HCR Law Events

6 May 2020

Post-lockdown draft guidelines and safe office working

The current lockdown period is due to be reviewed on Thursday 7 May, and Prime Minister Boris Johnson has said he will reveal a “roadmap” for coming out of lockdown on Sunday 10 May.

But before that business groups and trade unions have been sent draft guidelines on how to protect people if physical distancing rules cannot be followed.

How do we follow social distancing rules in the modern workplace?

If businesses are expected to implement the Government’s current draft suggestions, that will be decidedly tough in an open plan environment.

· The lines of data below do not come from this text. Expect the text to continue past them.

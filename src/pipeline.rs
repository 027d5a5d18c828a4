//! Pipeline orchestrator: repositories in, statistics out.
//!
//! The orchestrator is the only component that sees repositories as a
//! sequence. Per repository it runs discovery, feeds each language group
//! through the batch processor, aggregates statistics, and owns the
//! checkpoint store (all saves funnel through it, so there is exactly one
//! writer).
//!
//! Repository lifecycle: PENDING → RUNNING → COMPLETED | FAILED. The
//! COMPLETED transition is the checkpoint save that lists the repository
//! in `completed_repos`. On clean completion of the whole run the
//! checkpoint is cleared; on cancellation it is left behind, describing a
//! true prefix of persisted work for the next `--resume` run.

use std::sync::Arc;
use std::time::Duration;

use anyhow::Result;
use chrono::Utc;
use tokio_util::sync::CancellationToken;

use crate::backend::{create_backend, VectorBackend};
use crate::batch::{BatchProcessor, GroupContext};
use crate::checkpoint::{CheckpointRecord, CheckpointStore};
use crate::config::{IngestConfig, Language};
use crate::embedding::{Embedder, EmbeddingClient};
use crate::error::{ErrorRecord, IngestError};
use crate::files::FileProcessor;
use crate::parsers::ParserRegistry;
use crate::repos::RepoSpec;
use crate::stats::RunStats;
use crate::storage::StorageManager;

pub struct Pipeline {
    config: IngestConfig,
    file_processor: FileProcessor,
    embedder: Arc<dyn Embedder>,
    backend: Arc<dyn VectorBackend>,
    storage: Arc<StorageManager>,
    batch: BatchProcessor,
    checkpoint: CheckpointStore,
    cancel: CancellationToken,
}

impl Pipeline {
    /// Construct with production components: HTTP embedding client and
    /// the backend selected by `VECTOR_BACKEND`. Cheap apart from backend
    /// connection; no bulk work happens until [`Pipeline::ingest`].
    pub async fn new(config: IngestConfig) -> Result<Self> {
        config.validate()?;
        let embedder = Arc::new(EmbeddingClient::new(
            &config.embedding,
            config.batch_size,
            config.max_retries,
            config.rate_limit,
        )?);
        let backend = create_backend(&config).await?;
        Ok(Self::assemble(config, embedder, backend)?)
    }

    /// Construct with injected components; used by tests and dry runs.
    pub fn with_components(
        config: IngestConfig,
        embedder: Arc<dyn Embedder>,
        backend: Arc<dyn VectorBackend>,
    ) -> Result<Self> {
        config.validate()?;
        Self::assemble(config, embedder, backend)
    }

    fn assemble(
        config: IngestConfig,
        embedder: Arc<dyn Embedder>,
        backend: Arc<dyn VectorBackend>,
    ) -> Result<Self> {
        let storage = Arc::new(StorageManager::new(
            backend.clone(),
            config.embedding.dimension,
            config.embedding.model.clone(),
        ));
        let batch = BatchProcessor::new(
            embedder.clone(),
            storage.clone(),
            config.batch_size,
            config.rate_limit,
            Duration::from_secs(config.embedding.timeout_secs),
        );
        let file_processor =
            FileProcessor::new(config.clone(), ParserRegistry::with_builtins())?;
        let checkpoint = CheckpointStore::new(config.checkpoint_path.clone());
        Ok(Self {
            config,
            file_processor,
            embedder,
            backend,
            storage,
            batch,
            checkpoint,
            cancel: CancellationToken::new(),
        })
    }

    /// Token to wire to a signal handler; cancelling it stops new batches
    /// while in-flight work drains.
    pub fn cancel_token(&self) -> CancellationToken {
        self.cancel.clone()
    }

    pub fn checkpoint_store(&self) -> &CheckpointStore {
        &self.checkpoint
    }

    pub fn backend(&self) -> Arc<dyn VectorBackend> {
        self.backend.clone()
    }

    pub fn embedder(&self) -> Arc<dyn Embedder> {
        self.embedder.clone()
    }

    pub fn config(&self) -> &IngestConfig {
        &self.config
    }

    /// Surface auth, connectivity, and collection problems before bulk
    /// work: one embedding probe plus idempotent collection setup.
    pub async fn warmup(&self) -> Result<()> {
        self.embedder.warmup().await?;
        let names = self.config.collections.all_collection_names();
        self.storage.setup_collections(&names).await?;
        Ok(())
    }

    /// Ingest repositories sequentially, resuming from the durable
    /// checkpoint when `resume` is set.
    pub async fn ingest(&self, repos: &[RepoSpec], resume: bool) -> Result<RunStats> {
        self.warmup().await?;

        let restored = if resume {
            self.checkpoint.load()
        } else {
            self.checkpoint.clear().ok();
            None
        };
        let mut completed_repos: Vec<String> = restored
            .as_ref()
            .map(|r| r.completed_repos.clone())
            .unwrap_or_default();
        if let Some(record) = &restored {
            tracing::info!(
                repo = %record.repo_id,
                language = %record.language,
                files = record.files_processed,
                "resuming from checkpoint"
            );
        }

        let mut stats = RunStats::default();
        let mut cancelled = false;

        for repo in repos {
            if completed_repos.iter().any(|done| done == &repo.id) {
                tracing::info!(repo = %repo.id, "already completed, skipping");
                continue;
            }
            if self.cancel.is_cancelled() {
                cancelled = true;
                break;
            }

            let repo_path = repo.local_path(&self.config.repos_base_dir);
            if !repo_path.exists() {
                let err = IngestError::RepoNotFound {
                    path: repo_path.display().to_string(),
                };
                tracing::warn!(repo = %repo.id, "{err}");
                stats.errors.push(ErrorRecord::from(&err));
                continue;
            }

            tracing::info!(repo = %repo.id, "repository running");
            match self
                .ingest_repository(repo, &repo_path, restored.as_ref(), &completed_repos, &mut stats)
                .await
            {
                Ok(false) => {
                    cancelled = true;
                    break;
                }
                Ok(true) => {
                    completed_repos.push(repo.id.clone());
                    stats.repositories_processed += 1;
                    // COMPLETED is atomic with this checkpoint write.
                    self.save_checkpoint(&CheckpointRecord {
                        repo_id: repo.id.clone(),
                        language: repo
                            .languages
                            .first()
                            .copied()
                            .unwrap_or(Language::Documentation),
                        last_processed_file: String::new(),
                        files_processed: 0,
                        chunks_processed: 0,
                        completed_repos: completed_repos.clone(),
                        timestamp: Utc::now(),
                    });
                    tracing::info!(repo = %repo.id, "repository completed");
                }
                Err(err) => {
                    tracing::warn!(repo = %repo.id, error = %err, "repository failed, continuing");
                    stats
                        .errors
                        .push(ErrorRecord::new(repo.id.clone(), err.to_string()));
                }
            }

            if self.cancel.is_cancelled() {
                cancelled = true;
                break;
            }
        }

        if cancelled {
            tracing::info!("run cancelled; checkpoint retained for resume");
        } else if let Err(err) = self.checkpoint.clear() {
            tracing::warn!(error = %err, "failed to clear checkpoint after clean completion");
        }

        Ok(stats)
    }

    /// Returns `Ok(true)` when the repository completed, `Ok(false)` when
    /// cancellation interrupted it (leaving the checkpoint authoritative).
    async fn ingest_repository(
        &self,
        repo: &RepoSpec,
        repo_path: &std::path::Path,
        restored: Option<&CheckpointRecord>,
        completed_repos: &[String],
        stats: &mut RunStats,
    ) -> Result<bool> {
        let report = self.file_processor.scan(repo_path)?;
        stats.errors.extend(report.skipped);

        for group in &report.groups {
            if self.cancel.is_cancelled() {
                break;
            }

            // Resume position applies only to the checkpointed group.
            let resume_after = restored
                .filter(|r| r.repo_id == repo.id && r.language == group.language)
                .map(|r| r.last_processed_file.clone())
                .filter(|f| !f.is_empty());

            let sample_path = group
                .files
                .first()
                .map(|f| f.relative_path.clone())
                .unwrap_or_default();
            let targets =
                self.config
                    .collections
                    .target_collections(group.language, repo, &sample_path, "");
            if targets.is_empty() {
                stats.errors.push(ErrorRecord::new(
                    repo.id.clone(),
                    format!("no collection configured for {}", group.language),
                ));
                continue;
            }

            let ctx = GroupContext {
                repo,
                language: group.language,
                targets,
                cadence: self.config.cadence_for(group.language),
                resume_after,
            };

            let repo_id = repo.id.clone();
            let language = group.language;
            let completed = completed_repos.to_vec();
            let checkpoint = &self.checkpoint;
            let mut on_checkpoint = move |progress: crate::batch::GroupProgress| {
                let record = CheckpointRecord {
                    repo_id: repo_id.clone(),
                    language,
                    last_processed_file: progress.last_processed_file,
                    files_processed: progress.files_processed,
                    chunks_processed: progress.chunks_processed,
                    completed_repos: completed.clone(),
                    timestamp: Utc::now(),
                };
                if let Err(err) = checkpoint.save(&record) {
                    // Checkpoint failures degrade resumability, never the run.
                    tracing::warn!("{}", IngestError::CheckpointWrite(err.to_string()));
                }
            };

            let group_stats = self
                .batch
                .process_group(
                    &group.files,
                    &self.file_processor,
                    &ctx,
                    &self.cancel,
                    &mut on_checkpoint,
                )
                .await;
            stats.absorb(group.language.as_str(), group_stats);
        }

        Ok(!self.cancel.is_cancelled())
    }

    fn save_checkpoint(&self, record: &CheckpointRecord) {
        if let Err(err) = self.checkpoint.save(record) {
            tracing::warn!("{}", IngestError::CheckpointWrite(err.to_string()));
        }
    }
}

After coronavirus, the open plan office format has become less revolutionary but riskier. Open plan working is designed to be collaborative but the current draft government suggestions include:

  • using physical shields
  • placing time limits on face-to-face meetings
  • encouraging staggered shift times
  • reducing hot-desking.

The draft suggestions also urge employers to minimise the number of staff using equipment and maximise home working. Indeed, some may wonder if it’s time to do away with the open plan model and just reinstate offices with walls and doors. Others may consider revaluating the role of the office generally as a place where we choose to come to undertake activities that are better done in a group and in person (such as building relationships; learning and development interactions etc.) and home-working is for concentrative work and tight deadlines.

What should you do?

Significantly there appears to be a lack of actual real-life detail and application contained in the draft suggestions.

Given that the Health and Safety Executive is a consultee of the draft suggestions, it seems likely that many decisions will in fact be left to employers to implement, based on a risk assessment about what they consider safe.

Until there is something close to a national safety standard for businesses, schools and public services, clearly setting out the dos and don’ts, we advise that you seek to discharge your ongoing obligation “to ensure, so far as is reasonably practicable, the health safety and welfare of all their employees whilst they are at work” as per the Health and Safety at Work etc. Act 1974.